[Opening EXTRACTED RECORDS section]

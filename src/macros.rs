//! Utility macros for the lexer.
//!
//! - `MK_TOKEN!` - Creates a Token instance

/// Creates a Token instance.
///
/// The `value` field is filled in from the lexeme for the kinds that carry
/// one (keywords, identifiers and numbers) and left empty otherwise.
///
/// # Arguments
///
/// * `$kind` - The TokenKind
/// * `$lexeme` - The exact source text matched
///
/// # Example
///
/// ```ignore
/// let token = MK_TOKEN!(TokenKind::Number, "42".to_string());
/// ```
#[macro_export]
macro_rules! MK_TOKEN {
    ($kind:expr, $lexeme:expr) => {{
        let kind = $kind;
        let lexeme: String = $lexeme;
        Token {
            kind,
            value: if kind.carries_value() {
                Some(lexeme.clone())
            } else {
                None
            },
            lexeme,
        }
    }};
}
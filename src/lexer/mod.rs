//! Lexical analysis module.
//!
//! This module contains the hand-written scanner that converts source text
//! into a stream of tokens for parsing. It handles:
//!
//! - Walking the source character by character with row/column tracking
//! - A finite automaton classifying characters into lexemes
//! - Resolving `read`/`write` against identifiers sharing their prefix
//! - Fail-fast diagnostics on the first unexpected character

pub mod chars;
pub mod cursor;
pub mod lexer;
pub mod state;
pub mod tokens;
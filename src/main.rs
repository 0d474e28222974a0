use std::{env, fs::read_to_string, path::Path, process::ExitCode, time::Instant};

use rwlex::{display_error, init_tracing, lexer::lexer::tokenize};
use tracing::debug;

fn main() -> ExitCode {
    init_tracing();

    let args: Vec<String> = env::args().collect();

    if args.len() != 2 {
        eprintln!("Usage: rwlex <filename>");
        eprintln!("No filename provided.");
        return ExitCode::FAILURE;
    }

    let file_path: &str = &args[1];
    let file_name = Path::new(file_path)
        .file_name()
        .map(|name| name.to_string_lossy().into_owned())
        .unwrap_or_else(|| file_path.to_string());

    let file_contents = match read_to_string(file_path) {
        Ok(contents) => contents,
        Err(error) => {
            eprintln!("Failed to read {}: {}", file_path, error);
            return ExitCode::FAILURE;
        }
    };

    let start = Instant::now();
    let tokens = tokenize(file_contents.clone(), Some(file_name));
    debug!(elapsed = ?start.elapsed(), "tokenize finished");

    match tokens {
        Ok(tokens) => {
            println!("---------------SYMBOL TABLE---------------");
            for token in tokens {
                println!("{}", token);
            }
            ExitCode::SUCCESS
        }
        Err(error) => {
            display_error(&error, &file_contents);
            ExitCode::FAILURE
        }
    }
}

[Closing EXTRACTED RECORDS section]
[Opening EXTRACTED RECORDS section]

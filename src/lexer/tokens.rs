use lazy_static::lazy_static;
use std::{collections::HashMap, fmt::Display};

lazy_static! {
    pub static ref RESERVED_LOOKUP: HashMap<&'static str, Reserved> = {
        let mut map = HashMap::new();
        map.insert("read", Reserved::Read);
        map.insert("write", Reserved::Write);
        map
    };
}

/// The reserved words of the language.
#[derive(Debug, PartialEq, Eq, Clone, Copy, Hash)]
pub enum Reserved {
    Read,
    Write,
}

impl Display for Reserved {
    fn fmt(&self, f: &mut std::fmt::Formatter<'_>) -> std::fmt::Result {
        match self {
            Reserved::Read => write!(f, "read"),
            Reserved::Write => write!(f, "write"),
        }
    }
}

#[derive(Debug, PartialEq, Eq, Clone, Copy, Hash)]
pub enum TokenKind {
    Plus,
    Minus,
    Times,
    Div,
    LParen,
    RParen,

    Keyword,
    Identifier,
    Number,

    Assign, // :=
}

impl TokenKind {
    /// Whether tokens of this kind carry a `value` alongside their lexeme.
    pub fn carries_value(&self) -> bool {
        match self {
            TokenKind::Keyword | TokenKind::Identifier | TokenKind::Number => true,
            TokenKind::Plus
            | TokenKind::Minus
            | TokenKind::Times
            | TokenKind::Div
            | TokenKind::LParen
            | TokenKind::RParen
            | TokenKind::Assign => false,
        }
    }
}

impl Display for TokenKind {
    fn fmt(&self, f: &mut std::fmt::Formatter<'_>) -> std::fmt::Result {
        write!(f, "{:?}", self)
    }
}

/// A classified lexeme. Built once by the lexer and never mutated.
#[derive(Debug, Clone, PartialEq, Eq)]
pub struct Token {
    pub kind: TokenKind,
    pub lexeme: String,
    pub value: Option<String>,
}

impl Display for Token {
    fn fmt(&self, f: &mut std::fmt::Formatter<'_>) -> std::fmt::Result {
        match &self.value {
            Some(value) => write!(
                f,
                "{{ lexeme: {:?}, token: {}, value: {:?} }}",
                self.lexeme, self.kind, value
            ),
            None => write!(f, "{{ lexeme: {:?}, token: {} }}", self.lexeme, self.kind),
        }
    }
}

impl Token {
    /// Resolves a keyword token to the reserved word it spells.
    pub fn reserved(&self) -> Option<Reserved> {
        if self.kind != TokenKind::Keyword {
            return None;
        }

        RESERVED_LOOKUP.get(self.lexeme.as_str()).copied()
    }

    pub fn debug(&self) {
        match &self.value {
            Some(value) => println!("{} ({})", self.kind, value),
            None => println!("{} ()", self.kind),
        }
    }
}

[Closing EXTRACTED RECORDS section]

EXERCISE REQUIREMENTS »
State how many lines above contain the string "module", with no other words.

SOLVED EXERCISE »
2